Nabi bersabda, "Ada doa antara dua Adzan (Adzan dan Iqama), ada doa antara dua Adzan." Dan kemudian sambil mengucapkannya untuk ketiga kalinya dia menambahkan, "Untuk orang yang ingin (berdoa).
Teks Hadis & Referensi
Nabi (ﷺ) bersabda, "Ada shalat di antara dua Adzan (Adzan dan Iqamah), ada shalat di antara dua Adzan." Dan kemudian saat mengatakannya untuk ketiga kalinya, beliau menambahkan, "Bagi yang ingin (shalat)."

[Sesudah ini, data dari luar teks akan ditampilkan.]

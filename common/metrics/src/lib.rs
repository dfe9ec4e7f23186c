use std::time::Instant;

use axum::{
    body::Body, extract::MatchedPath, http::Request, middleware::Next, response::IntoResponse,
    routing::get, Router,
};
use metrics_exporter_prometheus::{PrometheusBuilder, PrometheusHandle};

/// Bind a `TcpListener` on the provided address and serve a `Router` on it.
/// Takes a router as returned by `setup_metrics_routes`, potentially with
/// more routes added by the caller.
pub async fn serve(router: Router, bind: &str) -> Result<(), std::io::Error> {
    let listener = tokio::net::TcpListener::bind(bind).await?;

    axum::serve(listener, router).await?;

    Ok(())
}

/// Add the prometheus endpoint and middleware to a router, should be called last.
pub fn setup_metrics_routes(router: Router) -> Router {
    let recorder_handle = setup_metrics_recorder();

    router
        .route(
            "/metrics",
            get(move || std::future::ready(recorder_handle.render())),
        )
        .layer(axum::middleware::from_fn(track_metrics))
}

pub fn setup_metrics_recorder() -> PrometheusHandle {
    const BUCKETS: &[f64] = &[
        1.0, 5.0, 10.0, 50.0, 100.0, 250.0, 500.0, 1000.0, 2000.0, 5000.0, 10000.0,
    ];

    PrometheusBuilder::new()
        .set_buckets(BUCKETS)
        .unwrap()
        .install_recorder()
        .unwrap()
}

/// Middleware to record request counts and latency for the probe routes
pub async fn track_metrics(req: Request<Body>, next: Next) -> impl IntoResponse {
    let start = Instant::now();

    let path = if let Some(matched_path) = req.extensions().get::<MatchedPath>() {
        matched_path.as_str().to_owned()
    } else {
        req.uri().path().to_owned()
    };

    let method = req.method().clone();

    let response = next.run(req).await;

    let latency = start.elapsed().as_secs_f64();
    let status = response.status().as_u16().to_string();

    let labels = [
        ("method", method.to_string()),
        ("path", path),
        ("status", status),
    ];

    metrics::counter!("http_requests_total", &labels).increment(1);
    metrics::histogram!("http_requests_duration_seconds", &labels).record(latency);

    response
}

// A guard to record the time between creation and drop as a histogram entry
pub struct TimingGuard<'a> {
    name: &'static str,
    labels: TimingGuardLabels<'a>,
    start: Instant,
}

pub fn timing_guard<'a>(name: &'static str, labels: &'a [(String, String)]) -> TimingGuard<'a> {
    TimingGuard {
        name,
        labels: TimingGuardLabels::new(labels),
        start: Instant::now(),
    }
}

// Guards start out cheap to construct, but pushing extra labels onto
// them allocates. This enum tracks that state.
enum TimingGuardLabels<'a> {
    None,
    Borrowed(&'a [(String, String)]),
    Owned(Vec<(String, String)>),
}

impl TimingGuard<'_> {
    // Consumes the guard, so "label this span and then immediately report
    // the timing" is a one-liner (simply don't re-bind the return value).
    pub fn label(mut self, key: &str, value: &str) -> Self {
        self.labels.push_label(key, value);
        self
    }

    // Explicit end-of-span marker, clearer at call sites than a bare drop.
    pub fn fin(self) {}
}

impl Drop for TimingGuard<'_> {
    fn drop(&mut self) {
        let labels = self.labels.as_slice();
        metrics::histogram!(self.name, labels).record(self.start.elapsed().as_millis() as f64);
    }
}

impl<'a> TimingGuardLabels<'a> {
    fn new(labels: &'a [(String, String)]) -> Self {
        if labels.is_empty() {
            TimingGuardLabels::None
        } else {
            TimingGuardLabels::Borrowed(labels)
        }
    }

    fn as_slice(&self) -> &[(String, String)] {
        match self {
            TimingGuardLabels::None => &[],
            TimingGuardLabels::Borrowed(labels) => labels,
            TimingGuardLabels::Owned(labels) => labels,
        }
    }

    fn push_label(&mut self, key: &str, value: &str) {
        match self {
            TimingGuardLabels::None => {
                *self = TimingGuardLabels::Owned(vec![(key.to_string(), value.to_string())]);
            }
            TimingGuardLabels::Borrowed(labels) => {
                let mut existing = labels.to_vec();
                existing.push((key.to_string(), value.to_string()));
                *self = TimingGuardLabels::Owned(existing);
            }
            TimingGuardLabels::Owned(labels) => {
                labels.push((key.to_string(), value.to_string()));
            }
        };
    }
}
/// Plan one entity's history changes for a window of its events, already
/// sorted by `(event_timestamp, event_id)`. Pure: all store effects are
/// described by the returned closes and inserts, closes applying first.
fn plan_group(
    object_type: &str,
    record_id: &str,
    current: Option<HistoryRecord>,
    events: &[ValidEvent],
    ingested_at: DateTime<Utc>,
    policy: AnomalyPolicy,
) -> GroupPlan {
    let mut plan = GroupPlan::new();
    let mut cursor = match current {
        Some(row) => Cursor::Stored(row),
        None => Cursor::None,
    };

    for e in events {
        let ts = e.timestamp;

        // A superseding event must be strictly later than the current
        // version; anything else is a replay or an out-of-order straggler
        // beyond the lateness horizon, and must not rewrite history.
        if let Some(valid_from) = plan.cursor_valid_from(&cursor) {
            if ts <= valid_from {
                warn!(
                    object_type,
                    record_id,
                    event_id = %e.event.event_id,
                    "skipping stale event at or before current version"
                );
                plan.stale_events += 1;
                continue;
            }
        }

        match e.event_type {
            EventType::Insert => {
                let after = e.event.after.clone().unwrap_or_default();
                match plan.cursor_data(&cursor) {
                    None => {
                        cursor = plan.push_version(HistoryRecord {
                            id: record_id.to_string(),
                            valid_from: ts,
                            valid_to: None,
                            is_current: true,
                            change_type: EventType::Insert,
                            changed_fields: vec![],
                            record_data: after,
                            ingestion_timestamp: ingested_at,
                        });
                    }
                    Some(data) => {
                        // An INSERT over live state: replays diff to
                        // nothing, genuine conflicts supersede
                        let diff = detect_changes(data, &after);
                        if diff.is_empty() {
                            plan.noop_updates += 1;
                            continue;
                        }
                        plan.anomalies.push(IntegrityAnomaly {
                            object_type: object_type.to_string(),
                            record_id: record_id.to_string(),
                            event_id: e.event.event_id.clone(),
                            event_type: e.event_type,
                            detail: "INSERT for an entity with a live current row".to_string(),
                        });
                        plan.close_cursor(&cursor, ts);
                        cursor = plan.push_version(HistoryRecord {
                            id: record_id.to_string(),
                            valid_from: ts,
                            valid_to: None,
                            is_current: true,
                            change_type: EventType::Insert,
                            changed_fields: diff,
                            record_data: after,
                            ingestion_timestamp: ingested_at,
                        });
                    }
                }
            }

            EventType::Update => {
                let after = e.event.after.clone().unwrap_or_default();
                match plan.cursor_data(&cursor) {
                    Some(data) => {
                        // The event's changed_fields claim is advisory;
                        // the recomputed diff is the source of truth
                        let diff = detect_changes(data, &after);
                        if diff.is_empty() {
                            plan.noop_updates += 1;
                            continue;
                        }
                        plan.close_cursor(&cursor, ts);
                        cursor = plan.push_version(HistoryRecord {
                            id: record_id.to_string(),
                            valid_from: ts,
                            valid_to: None,
                            is_current: true,
                            change_type: EventType::Update,
                            changed_fields: diff,
                            record_data: after,
                            ingestion_timestamp: ingested_at,
                        });
                    }
                    None => {
                        plan.anomalies.push(IntegrityAnomaly {
                            object_type: object_type.to_string(),
                            record_id: record_id.to_string(),
                            event_id: e.event.event_id.clone(),
                            event_type: e.event_type,
                            detail: "UPDATE with no current history row".to_string(),
                        });
                        match policy {
                            AnomalyPolicy::Synthesize => {
                                let before = e.event.before.clone().unwrap_or_default();
                                cursor = plan.push_version(HistoryRecord {
                                    id: record_id.to_string(),
                                    valid_from: ts,
                                    valid_to: None,
                                    is_current: true,
                                    change_type: EventType::Update,
                                    changed_fields: detect_changes(&before, &after),
                                    record_data: after,
                                    ingestion_timestamp: ingested_at,
                                });
                                plan.anomalies_synthesized += 1;
                            }
                            AnomalyPolicy::DropAndAlert => {
                                plan.anomalies_dropped += 1;
                            }
                        }
                    }
                }
            }

            EventType::Delete => {
                match plan.cursor_data(&cursor) {
                    Some(data) => {
                        let record_data = e.event.before.clone().unwrap_or_else(|| data.clone());
                        plan.close_cursor(&cursor, ts);
                        // The terminal row records the deletion without
                        // claiming to be current; the entity has no live
                        // version afterwards
                        plan.inserts.push(HistoryRecord {
                            id: record_id.to_string(),
                            valid_from: ts,
                            valid_to: Some(ts),
                            is_current: false,
                            change_type: EventType::Delete,
                            changed_fields: vec![],
                            record_data,
                            ingestion_timestamp: ingested_at,
                        });
                        cursor = Cursor::None;
                    }
                    None => {
                        // Nothing to close; synthesizing terminal rows
                        // would duplicate them on replay, so always drop
                        plan.anomalies.push(IntegrityAnomaly {
                            object_type: object_type.to_string(),
                            record_id: record_id.to_string(),
                            event_id: e.event.event_id.clone(),
                            event_type: e.event_type,
                            detail: "DELETE with no current history row".to_string(),
                        });
                        plan.anomalies_dropped += 1;
                    }
                }
            }
        }
    }

    plan
}

/// Applies a window's worth of events to the history store, one entity
/// group at a time.
pub struct HistoryProcessor<S> {
    store: Arc<S>,
    clock: Arc<dyn Clock>,
    policy: AnomalyPolicy,
    max_attempts: u64,
    retry_delay_ms: u64,
}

Sumber: Sahih al-Bukhari 627
Komentar tentang Makna
Hadis mulia ini menetapkan legitimasi dan keutamaan melaksanakan shalat sunnah (nafilah) selama periode antara Adzan (panggilan pertama untuk shalat) dan Iqamah (panggilan kedua tepat sebelum shalat berjamaah). Pengulangan Nabi menekankan pentingnya kesempatan ini.
Frasa "bagi yang ingin" menunjukkan ini adalah perbuatan yang disarankan (mustahabb), bukan wajib (wajib). Ini menunjukkan rahmat Allah dalam menyediakan banyak kesempatan untuk ibadah di luar shalat wajib.
Interpretasi Ulama
Imam al-Nawawi menjelaskan ini merujuk pada dua rakaat shalat Sunnah sebelum shalat Fajr wajib. Ulama lain mencakup shalat sunnah apa pun yang dilakukan selama interval ini.
Ibn Hajar al-Asqalani mencatat hikmah dalam waktu ini: ini mempersiapkan hati untuk shalat wajib, mengisi waktu menunggu dengan ibadah, dan mengikuti Sunnah datang lebih awal ke masjid.
Aplikasi Praktis
Umat Muslim harus memanfaatkan waktu antara Adzan dan Iqamah untuk shalat sunnah, terutama dua rakaat sebelum Fajr dan shalat Sunnah sebelum shalat wajib lainnya.
Praktik ini mendekatkan seseorang kepada Allah, meningkatkan pahala, dan mengikuti bimbingan Nabi dalam memanfaatkan setiap momen untuk ibadah.